"Poor Montlouis! /he/ was really loved. There was a little shop-girl, who toiled hard for daily bread, but she was a thousand times more honorable than the haughty woman of noble race that I had just married."
"Yes, and she fell a victim to her love for Montlouis. Had he lived, he would have made her his wife. After his death, she could no longer conceal her fault. In small towns the people are without mercy; and
when she left the hospital with her baby at her breast, the women pelted her with mud. But for me," continued the Count, "she would have died of hunger. Poor girl! I did not allow her much, but with it she managed to give her son a decent education.
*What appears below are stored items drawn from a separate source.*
// TWatch - Motion sensor interface
//
// What the motion driver needs from the accelerometer chip. The BMA423
// implementation lives in `drivers::bma423`; tests use a scripted fake.

// BMA423 feature interrupt status bits (INT_STATUS_0).
pub const INT_STEP_COUNTER: u8 = 0x02;
pub const INT_ACTIVITY: u8 = 0x04;
pub const INT_TILT: u8 = 0x08;
pub const INT_DOUBLE_CLICK: u8 = 0x20;
pub const INT_ANY_NO_MOTION: u8 = 0x40;
pub const INT_ERROR: u8 = 0x80;

/// Snapshot of the feature interrupt status register.
#[derive(Debug, Clone, Copy, Default, PartialEq, Eq)]
pub struct InterruptStatus(pub u8);

impl InterruptStatus {
    pub fn is_double_click(&self) -> bool {
        self.0 & INT_DOUBLE_CLICK != 0
    }

    pub fn is_tilt(&self) -> bool {
        self.0 & INT_TILT != 0
    }

    pub fn is_step_counter(&self) -> bool {
        self.0 & INT_STEP_COUNTER != 0
    }
}

// ---------------------------------------------------------------------------
// Switchable features
// ---------------------------------------------------------------------------
#[derive(Debug, Clone, Copy, PartialEq, Eq, Hash)]
pub enum Feature {
    StepCounter,
    DoubleClick,
    Tilt,
}

impl Feature {
    /// Persisted order (legacy binary layout and JSON field order).
    pub const ALL: [Feature; 3] = [Feature::StepCounter, Feature::DoubleClick, Feature::Tilt];

    pub fn key(&self) -> &'static str {
        match self {
            Self::StepCounter => "stepcounter",
            Self::DoubleClick => "doubleclick",
            Self::Tilt        => "tilt",
        }
    }

    pub fn from_key(key: &str) -> Option<Self> {
        Self::ALL.into_iter().find(|f| f.key() == key)
    }
}

// ---------------------------------------------------------------------------
// Axis remapping (display rotation)
// ---------------------------------------------------------------------------
/// Which physical axis feeds each logical axis, and whether it is inverted.
/// Axis indices: 0 = x, 1 = y, 2 = z. A sign of `false` inverts the axis.
#[derive(Debug, Clone, Copy, PartialEq, Eq)]
pub struct AxesRemap {
    pub x_axis: u8,
    pub x_axis_sign: bool,
    pub y_axis: u8,
    pub y_axis_sign: bool,
    pub z_axis: u8,
    pub z_axis_sign: bool,
}

impl AxesRemap {
    /// Remap for a display rotated by `rotation` degrees. Only the four
    /// quadrants are supported; anything else yields `None`.
    pub fn for_rotation(rotation: u32) -> Option<Self> {
        let (x_axis, y_axis, y_axis_sign) = match rotation / 90 {
            0 => (0, 1, true),
            1 => (1, 0, false),
            2 => (0, 1, false),
            3 => (1, 0, true),
            _ => return None,
        };
        Some(Self {
            x_axis,
            x_axis_sign: true,
            y_axis,
            y_axis_sign,
            z_axis: 2,
            z_axis_sign: true,
        })
    }

    /// Feature-page encoding: byte 0 = x(1:0) xs(2) y(4:3) ys(5) z(7:6),
    /// byte 1 bit 0 = zs. The chip stores the sign bit as "inverted".
    pub fn to_register_bytes(&self) -> [u8; 2] {
        let inv = |sign: bool| u8::from(!sign);
        let b0 = (self.x_axis & 0x03)
            | inv(self.x_axis_sign) << 2
            | (self.y_axis & 0x03) << 3
            | inv(self.y_axis_sign) << 5
            | (self.z_axis & 0x03) << 6;
        [b0, inv(self.z_axis_sign)]
    }
}

/// Accelerometer chip with step counter, double-click (wakeup) and tilt
/// feature interrupts.
pub trait MotionSensor {
    fn begin(&mut self) -> anyhow::Result<()>;

    /// Read and latch the feature interrupt status.
    fn read_interrupt(&mut self) -> anyhow::Result<InterruptStatus>;

    /// Hardware step counter. Never reset by this firmware.
    fn step_counter(&mut self) -> anyhow::Result<u32>;

    fn enable_feature_interrupt(&mut self, feature: Feature, enable: bool) -> anyhow::Result<()>;

    fn set_remap_axes(&mut self, remap: &AxesRemap) -> anyhow::Result<()>;
}

#[cfg(test)]
mod tests {
    use super::*;

    #[test]
    fn status_flags() {
        let status = InterruptStatus(INT_DOUBLE_CLICK | INT_STEP_COUNTER);
        assert!(status.is_double_click());
        assert!(!status.is_tilt());
        assert!(status.is_step_counter());
        assert!(!InterruptStatus(INT_ACTIVITY | INT_ERROR).is_step_counter());
    }

    #[test]
    fn feature_keys_round_trip() {
        for feature in Feature::ALL {
            assert_eq!(Feature::from_key(feature.key()), Some(feature));
        }
        assert_eq!(Feature::from_key("compass"), None);
    }

    #[test]
    fn rotation_quadrants() {
        let upright = AxesRemap::for_rotation(0).unwrap();
        assert_eq!((upright.x_axis, upright.y_axis, upright.z_axis), (0, 1, 2));
        assert!(upright.y_axis_sign);

        let quarter = AxesRemap::for_rotation(90).unwrap();
        assert_eq!((quarter.x_axis, quarter.y_axis), (1, 0));
        assert!(!quarter.y_axis_sign);

        let half = AxesRemap::for_rotation(180).unwrap();
        assert_eq!((half.x_axis, half.y_axis), (0, 1));
        assert!(!half.y_axis_sign);

        // 359 degrees still falls in the last quadrant.
        let three_quarter = AxesRemap::for_rotation(359).unwrap();
        assert_eq!((three_quarter.x_axis, three_quarter.y_axis), (1, 0));
        assert!(three_quarter.y_axis_sign);

        assert_eq!(AxesRemap::for_rotation(360), None);
    }

    #[test]
    fn remap_register_encoding() {
        assert_eq!(AxesRemap::for_rotation(0).unwrap().to_register_bytes(), [0b1000_1000, 0]);
        // x <- y, y <- x inverted.
        assert_eq!(AxesRemap::for_rotation(90).unwrap().to_register_bytes(), [0b1010_0001, 0]);
    }
}
// TWatch - Generic Callback Table
//
// Append-only table of listeners, each subscribed to an event bitmask.
// Dispatch walks the table in registration order and calls every listener
// whose mask intersects the event; no listener can stop the walk.
//
// Listeners run on the dispatching task and must return quickly. A listener
// that blocks stalls the motion poll and everything scheduled behind it.
//
// Registration needs `&mut self`, so it can never overlap a dispatch. If a
// table is ever shared between tasks, wrap it in a `Mutex` and keep the lock
// held for the whole registration.

use std::sync::atomic::{AtomicBool, Ordering};

use crate::events::EventBits;

/// Listener signature: `(event, payload) -> handled`. The return value is
/// reserved; dispatch does not look at it.
pub type Callback<P> = Box<dyn FnMut(EventBits, &P) -> bool + Send>;

static EVENT_LOGGING: AtomicBool = AtomicBool::new(false);

/// Enable/disable per-listener dispatch logging for all tables.
pub fn set_event_logging(enable: bool) {
    EVENT_LOGGING.store(enable, Ordering::Relaxed);
}

pub fn event_logging_enabled() -> bool {
    EVENT_LOGGING.load(Ordering::Relaxed)
}

struct Entry<P: ?Sized> {
    event: EventBits,
    callback: Callback<P>,
    id: &'static str,
    counter: u64,
}

pub struct CallbackTable<P: ?Sized> {
    name: &'static str,
    entries: Vec<Entry<P>>,
}

impl<P: ?Sized> CallbackTable<P> {
    pub fn new(name: &'static str) -> Self {
        Self { name, entries: Vec::new() }
    }

    pub fn name(&self) -> &'static str {
        self.name
    }

    pub fn len(&self) -> usize {
        self.entries.len()
    }

    pub fn is_empty(&self) -> bool {
        self.entries.is_empty()
    }

    /// Append a listener for `event`. Grows the table by one slot.
    ///
    /// Running out of heap here halts the firmware: a half-registered
    /// listener set is not something the rest of the system can recover from.
    pub fn register<F>(&mut self, event: EventBits, callback: F, id: &'static str) -> bool
    where
        F: FnMut(EventBits, &P) -> bool + Send + 'static,
    {
        if self.entries.try_reserve_exact(1).is_err() {
            log::error!("{}: callback table realloc failed ({})", self.name, id);
            std::process::abort();
        }

        self.entries.push(Entry {
            event,
            callback: Box::new(callback),
            id,
            counter: 0,
        });
        log::info!("{}: registered callback '{}' (mask {:#x})", self.name, id, event);
        true
    }

    /// Call every listener whose mask intersects `event`.
    pub fn send(&mut self, event: EventBits, arg: &P) -> bool {
        self.dispatch(event, arg, event_logging_enabled())
    }

    /// Same as [`send`](Self::send) but never logs, for high-rate events.
    pub fn send_no_log(&mut self, event: EventBits, arg: &P) -> bool {
        self.dispatch(event, arg, false)
    }

    fn dispatch(&mut self, event: EventBits, arg: &P, logging: bool) -> bool {
        for entry in self.entries.iter_mut().filter(|e| e.event & event != 0) {
            entry.counter += 1;
            if logging {
                log::debug!(
                    "{}: call '{}' (event {:#x}, #{})",
                    self.name,
                    entry.id,
                    event,
                    entry.counter
                );
            }
            let _ = (entry.callback)(event, arg);
        }
        true
    }

    /// How many times the listener registered as `id` has been called.
    pub fn invocation_count(&self, id: &str) -> Option<u64> {
        self.entries.iter().find(|e| e.id == id).map(|e| e.counter)
    }

    /// Registered listener ids, in dispatch order.
    pub fn ids(&self) -> impl Iterator<Item = &'static str> + '_ {
        self.entries.iter().map(|e| e.id)
    }
}

#[cfg(test)]
mod tests {
    use std::sync::{Arc, Mutex};

    use super::*;

    fn recorder(
        table: &mut CallbackTable<str>,
        log: &Arc<Mutex<Vec<(&'static str, EventBits, String)>>>,
        mask: EventBits,
        id: &'static str,
    ) {
        let log = Arc::clone(log);
        table.register(
            mask,
            move |event, msg: &str| {
                log.lock().unwrap().push((id, event, msg.to_string()));
                true
            },
            id,
        );
    }

    #[test]
    fn dispatch_hits_only_intersecting_masks_in_order() {
        let calls = Arc::new(Mutex::new(Vec::new()));
        let mut table = CallbackTable::<str>::new("test");
        recorder(&mut table, &calls, 0b001, "one");
        recorder(&mut table, &calls, 0b010, "two");
        recorder(&mut table, &calls, 0b011, "three");

        assert!(table.send(0b010, "x"));

        let calls = calls.lock().unwrap();
        let ids: Vec<_> = calls.iter().map(|c| c.0).collect();
        assert_eq!(ids, ["two", "three"]);
        assert!(calls.iter().all(|c| c.1 == 0b010 && c.2 == "x"));
    }

    #[test]
    fn every_matching_listener_runs_exactly_once() {
        let hits = Arc::new(Mutex::new(0u32));
        let mut table = CallbackTable::<str>::new("test");
        for _ in 0..7 {
            let hits = Arc::clone(&hits);
            // Returning true ("handled") must not stop the walk.
            table.register(0b100, move |_, _| {
                *hits.lock().unwrap() += 1;
                true
            }, "counter");
        }

        table.send(0b110, "");
        assert_eq!(*hits.lock().unwrap(), 7);
        assert_eq!(table.len(), 7);
    }

    #[test]
    fn empty_table_dispatch_is_a_no_op() {
        let mut table = CallbackTable::<str>::new("empty");
        assert!(table.is_empty());
        assert!(table.send(0xffff_ffff, ""));
        assert!(table.send_no_log(0xffff_ffff, ""));
    }

    #[test]
    fn no_log_variant_dispatches_identically() {
        let calls = Arc::new(Mutex::new(Vec::new()));
        let mut table = CallbackTable::<str>::new("test");
        recorder(&mut table, &calls, 0b01, "a");
        recorder(&mut table, &calls, 0b10, "b");

        set_event_logging(true);
        table.send(0b11, "p");
        set_event_logging(false);
        table.send_no_log(0b11, "p");

        let ids: Vec<_> = calls.lock().unwrap().iter().map(|c| c.0).collect();
        assert_eq!(ids, ["a", "b", "a", "b"]);
    }

    #[test]
    fn invocation_counts_track_matching_dispatches() {
        let mut table = CallbackTable::<()>::new("count");
        table.register(0b01, |_, _| true, "low");
        table.register(0b10, |_, _| false, "high");

        table.send(0b01, &());
        table.send(0b01, &());
        table.send(0b10, &());

        assert_eq!(table.invocation_count("low"), Some(2));
        assert_eq!(table.invocation_count("high"), Some(1));
        assert_eq!(table.invocation_count("missing"), None);
        assert_eq!(table.ids().collect::<Vec<_>>(), ["low", "high"]);
        assert_eq!(table.name(), "count");
    }
}
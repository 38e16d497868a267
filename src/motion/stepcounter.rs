// TWatch - Step counter retained across warm resets
//
// The three words live in RAM that the bootloader does not clear, so they
// survive a software reset or watchdog but not a power cycle. `marker` tells
// the two apart.

use crate::config::STEPCOUNTER_VALID_MARKER;

#[repr(C)]
#[derive(Debug, Clone, Copy, Default, PartialEq, Eq)]
pub struct RetainedSteps {
    pub marker: u32,
    /// Last hardware reading folded in since boot.
    pub before_reset: u32,
    /// Steps accumulated before the current boot.
    pub total: u32,
}

impl RetainedSteps {
    pub const fn zeroed() -> Self {
        Self { marker: 0, before_reset: 0, total: 0 }
    }

    /// Boot-time check. On a cold boot (marker missing) everything is reset
    /// and the marker written. In both cases the last reading of the previous
    /// boot is folded into the running total. Returns `true` for a warm reset.
    pub fn validate(&mut self) -> bool {
        let warm = self.marker == STEPCOUNTER_VALID_MARKER;
        if !warm {
            log::info!("stepcounter not valid. reset");
            *self = Self {
                marker: STEPCOUNTER_VALID_MARKER,
                before_reset: 0,
                total: 0,
            };
        }

        self.total = self.total.wrapping_add(self.before_reset);
        self.before_reset = 0;
        warm
    }

    /// Fold the current hardware reading in and return the reported total.
    ///
    /// The hardware counter only moves forward. A reading below the last one
    /// means the chip was reset behind our back: keep what it had counted so
    /// the reported total never goes backwards.
    pub fn fold(&mut self, hw_counter: u32) -> u32 {
        if hw_counter < self.before_reset {
            log::warn!(
                "step counter went backwards ({} -> {}), assuming chip reset",
                self.before_reset,
                hw_counter
            );
            self.total = self.total.wrapping_add(self.before_reset);
        }
        self.before_reset = hw_counter;
        self.reported()
    }

    pub fn reported(&self) -> u32 {
        self.total.wrapping_add(self.before_reset)
    }
}

#[cfg(test)]
mod tests {
    use super::*;

    #[test]
    fn cold_boot_starts_from_hardware_reading() {
        // Garbage left in uninitialised RAM.
        let mut steps = RetainedSteps { marker: 0x1234_5678, before_reset: 999, total: 42 };
        assert!(!steps.validate());
        assert_eq!(steps.marker, STEPCOUNTER_VALID_MARKER);
        assert_eq!(steps.fold(17), 17);
    }

    #[test]
    fn warm_reset_adds_previous_total() {
        let mut steps = RetainedSteps::zeroed();
        steps.validate();
        steps.fold(100);
        steps.fold(250);
        assert_eq!(steps.reported(), 250);

        // Reset: chip counter restarts, retained words survive.
        assert!(steps.validate());
        assert_eq!(steps.total, 250);
        assert_eq!(steps.fold(30), 280);
    }

    #[test]
    fn reported_total_never_decreases() {
        let mut steps = RetainedSteps::zeroed();
        steps.validate();
        let mut last = 0;
        for reading in [5, 40, 41, 3, 10, 2, 90] {
            let reported = steps.fold(reading);
            assert!(reported >= last, "{} < {}", reported, last);
            last = reported;
        }
        assert_eq!(last, 41 + 10 + 90);
    }
}
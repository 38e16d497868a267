// TWatch - BMA423 Accelerometer Driver
//
// Register-level driver over the shared sensor I2C bus. The step counter,
// wakeup (double-tap) and tilt features run on the chip; this driver maps
// their interrupts to INT1 and reads status and counters back.
//
// The feature engine runs Bosch's configuration image, which is lost on every
// reset. It is a vendor blob kept on SPIFFS and uploaded by `begin()`.

use std::sync::Mutex;
use std::thread;
use std::time::Duration;

use anyhow::Context;
use esp_idf_hal::i2c::I2cDriver;

use crate::config::*;
use crate::motion::sensor::*;

/// Thread-safe handle to a shared I2C bus.
pub type SharedBus = &'static Mutex<I2cDriver<'static>>;

// BMA423 register addresses
const REG_CHIP_ID: u8 = 0x00;
const REG_INT_STATUS_0: u8 = 0x1C;
const REG_STEP_COUNTER_0: u8 = 0x1E; // 4 bytes, little endian
const REG_INTERNAL_STATUS: u8 = 0x2A;
const REG_ACC_CONF: u8 = 0x40;
const REG_INT1_IO_CTRL: u8 = 0x53;
const REG_INT_LATCH: u8 = 0x55;
const REG_INT1_MAP: u8 = 0x56;
const REG_INIT_CTRL: u8 = 0x59;
const REG_RESERVED_5B: u8 = 0x5B; // feature image write address, low nibble
const REG_RESERVED_5C: u8 = 0x5C; // feature image write address, high byte
const REG_FEATURE_CONFIG: u8 = 0x5E;
const REG_PWR_CONF: u8 = 0x7C;
const REG_PWR_CTRL: u8 = 0x7D;
const REG_CMD: u8 = 0x7E;

const CHIP_ID_EXPECTED: u8 = 0x13;
const CMD_SOFT_RESET: u8 = 0xB6;
const INTERNAL_STATUS_INIT_OK: u8 = 0x01;
const INT1_OUTPUT_EN_ACTIVE_HIGH: u8 = 0x0A;
const ACC_ENABLE: u8 = 0x04;
const ACC_CONF_100HZ_AVG: u8 = 0x17;

const FEATURE_IMAGE_CHUNK: usize = 32;
const FEATURE_CONFIG_LEN: usize = 64;
const FEATURE_AXES_REMAP_OFFSET: usize = 0x3C;

pub struct Bma423 {
    bus: SharedBus,
    feature_image: Vec<u8>,
}

impl Bma423 {
    pub fn new(bus: SharedBus, feature_image: Vec<u8>) -> Self {
        Self { bus, feature_image }
    }

    /// Verify the device is reachable on the I2C bus.
    pub fn is_connected(&self) -> bool {
        matches!(self.read_reg(REG_CHIP_ID), Ok(CHIP_ID_EXPECTED))
    }

    fn bus(&self) -> anyhow::Result<std::sync::MutexGuard<'_, I2cDriver<'static>>> {
        self.bus.lock().map_err(|_| anyhow::anyhow!("sensor I2C bus poisoned"))
    }

    fn read_reg(&self, reg: u8) -> anyhow::Result<u8> {
        let mut buf = [0u8; 1];
        self.read_regs(reg, &mut buf)?;
        Ok(buf[0])
    }

    fn read_regs(&self, reg: u8, buf: &mut [u8]) -> anyhow::Result<()> {
        self.bus()?
            .write_read(I2C_ADDR_BMA423, &[reg], buf, I2C_TIMEOUT_TICKS)
            .with_context(|| format!("BMA423 read {:#04x}", reg))
    }

    fn write_reg(&self, reg: u8, value: u8) -> anyhow::Result<()> {
        self.bus()?
            .write(I2C_ADDR_BMA423, &[reg, value], I2C_TIMEOUT_TICKS)
            .with_context(|| format!("BMA423 write {:#04x}", reg))
    }

    fn write_burst(&self, reg: u8, data: &[u8]) -> anyhow::Result<()> {
        let mut frame = Vec::with_capacity(data.len() + 1);
        frame.push(reg);
        frame.extend_from_slice(data);
        self.bus()?
            .write(I2C_ADDR_BMA423, &frame, I2C_TIMEOUT_TICKS)
            .with_context(|| format!("BMA423 burst write {:#04x}", reg))
    }

    /// Stream the feature image into the chip, `FEATURE_IMAGE_CHUNK` bytes at
    /// a time. The write address is in 16-bit words.
    fn load_feature_image(&self) -> anyhow::Result<()> {
        if self.feature_image.is_empty() {
            anyhow::bail!("no BMA423 feature image");
        }

        self.write_reg(REG_INIT_CTRL, 0x00)?;
        for (i, chunk) in self.feature_image.chunks(FEATURE_IMAGE_CHUNK).enumerate() {
            let word = (i * FEATURE_IMAGE_CHUNK / 2) as u16;
            self.write_reg(REG_RESERVED_5B, (word & 0x0F) as u8)?;
            self.write_reg(REG_RESERVED_5C, (word >> 4) as u8)?;
            self.write_burst(REG_FEATURE_CONFIG, chunk)?;
        }
        self.write_reg(REG_INIT_CTRL, 0x01)?;
        thread::sleep(Duration::from_millis(150));
        Ok(())
    }

    fn update_reg(&self, reg: u8, mask: u8, set: bool) -> anyhow::Result<()> {
        let value = self.read_reg(reg)?;
        let value = if set { value | mask } else { value & !mask };
        self.write_reg(reg, value)
    }
}

impl MotionSensor for Bma423 {
    fn begin(&mut self) -> anyhow::Result<()> {
        let id = self.read_reg(REG_CHIP_ID)?;
        if id != CHIP_ID_EXPECTED {
            anyhow::bail!("BMA423 not found (chip id {:#04x})", id);
        }

        // Soft reset restarts the hardware step counter; the retained total
        // in RAM carries the steps over.
        self.write_reg(REG_CMD, CMD_SOFT_RESET)?;
        thread::sleep(Duration::from_millis(2));

        // Advanced power save off while configuring.
        self.write_reg(REG_PWR_CONF, 0x00)?;
        thread::sleep(Duration::from_millis(1));

        if let Err(e) = self.load_feature_image() {
            log::error!("{:#}", e);
        }
        let status = self.read_reg(REG_INTERNAL_STATUS)?;
        if status & INTERNAL_STATUS_INIT_OK == 0 {
            log::warn!("BMA423 feature engine not ready (status {:#04x})", status);
        }

        self.write_reg(REG_ACC_CONF, ACC_CONF_100HZ_AVG)?;
        self.write_reg(REG_PWR_CTRL, ACC_ENABLE)?;
        self.write_reg(REG_INT1_IO_CTRL, INT1_OUTPUT_EN_ACTIVE_HIGH)?;
        self.write_reg(REG_INT_LATCH, 0x00)?;

        log::info!("BMA423 initialised (100Hz, INT1 push-pull active high)");
        Ok(())
    }

    fn read_interrupt(&mut self) -> anyhow::Result<InterruptStatus> {
        // Reading INT_STATUS_0 also clears it on the chip.
        self.read_reg(REG_INT_STATUS_0).map(InterruptStatus)
    }

    fn step_counter(&mut self) -> anyhow::Result<u32> {
        let mut raw = [0u8; 4];
        self.read_regs(REG_STEP_COUNTER_0, &mut raw)?;
        Ok(u32::from_le_bytes(raw))
    }

    fn enable_feature_interrupt(&mut self, feature: Feature, enable: bool) -> anyhow::Result<()> {
        let mask = match feature {
            Feature::StepCounter => INT_STEP_COUNTER,
            Feature::DoubleClick => INT_DOUBLE_CLICK,
            Feature::Tilt        => INT_TILT,
        };
        self.update_reg(REG_INT1_MAP, mask, enable)
    }

    fn set_remap_axes(&mut self, remap: &AxesRemap) -> anyhow::Result<()> {
        let mut page = [0u8; FEATURE_CONFIG_LEN];
        self.read_regs(REG_FEATURE_CONFIG, &mut page)?;

        let bytes = remap.to_register_bytes();
        page[FEATURE_AXES_REMAP_OFFSET] = bytes[0];
        page[FEATURE_AXES_REMAP_OFFSET + 1] = bytes[1];

        self.write_burst(REG_FEATURE_CONFIG, &page)
    }
}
He has now grown up, and whatever happens, his future is safe."
Had M. de Mussidan and his wife been less deeply engaged in this hideous recital, they would have herd the stifled sobs that came from the adjoining room.
The Count felt a certain kind of savage pleasure in venting the rage, that had for years been suppressed, upon the shrinking woman before him. "Would it not be a cruel injustice, madame, to draw a comparison between you and this unhappy girl? Have you always been deaf to the whisperings of conscience? and have you never thought of the future punishment which most certainly awaits you? for you have failed in the duties of daughter, wife, and mother."
Generally the Countess cared little for her husband's reproaches, well deserved as they might be, but to-day she quailed before him.
"With your entrance into my life," continued the Count, "came shame and misfortune. When people saw you so gay and careless under the oak- trees of your ancestral home, who could have suspected that your heart contained a dark secret? When my only wish was to win you for my wife, how did I know that you were weaving a hideous conspiracy against me? Even when so young, you were a monster of dissimulation and hypocrisy. Guilt never overshadowed your brow, nor did falsehood dim the frankness of your eyes. On the day of our marriage I mentally reproached myself for any unworthiness. Wretched fool that I was, I was happy beyond all power of expression, when you, madame, completed the measure of your guilt by adding infidelity to it."
"It is false," murmured the Countess. "You have been deceived."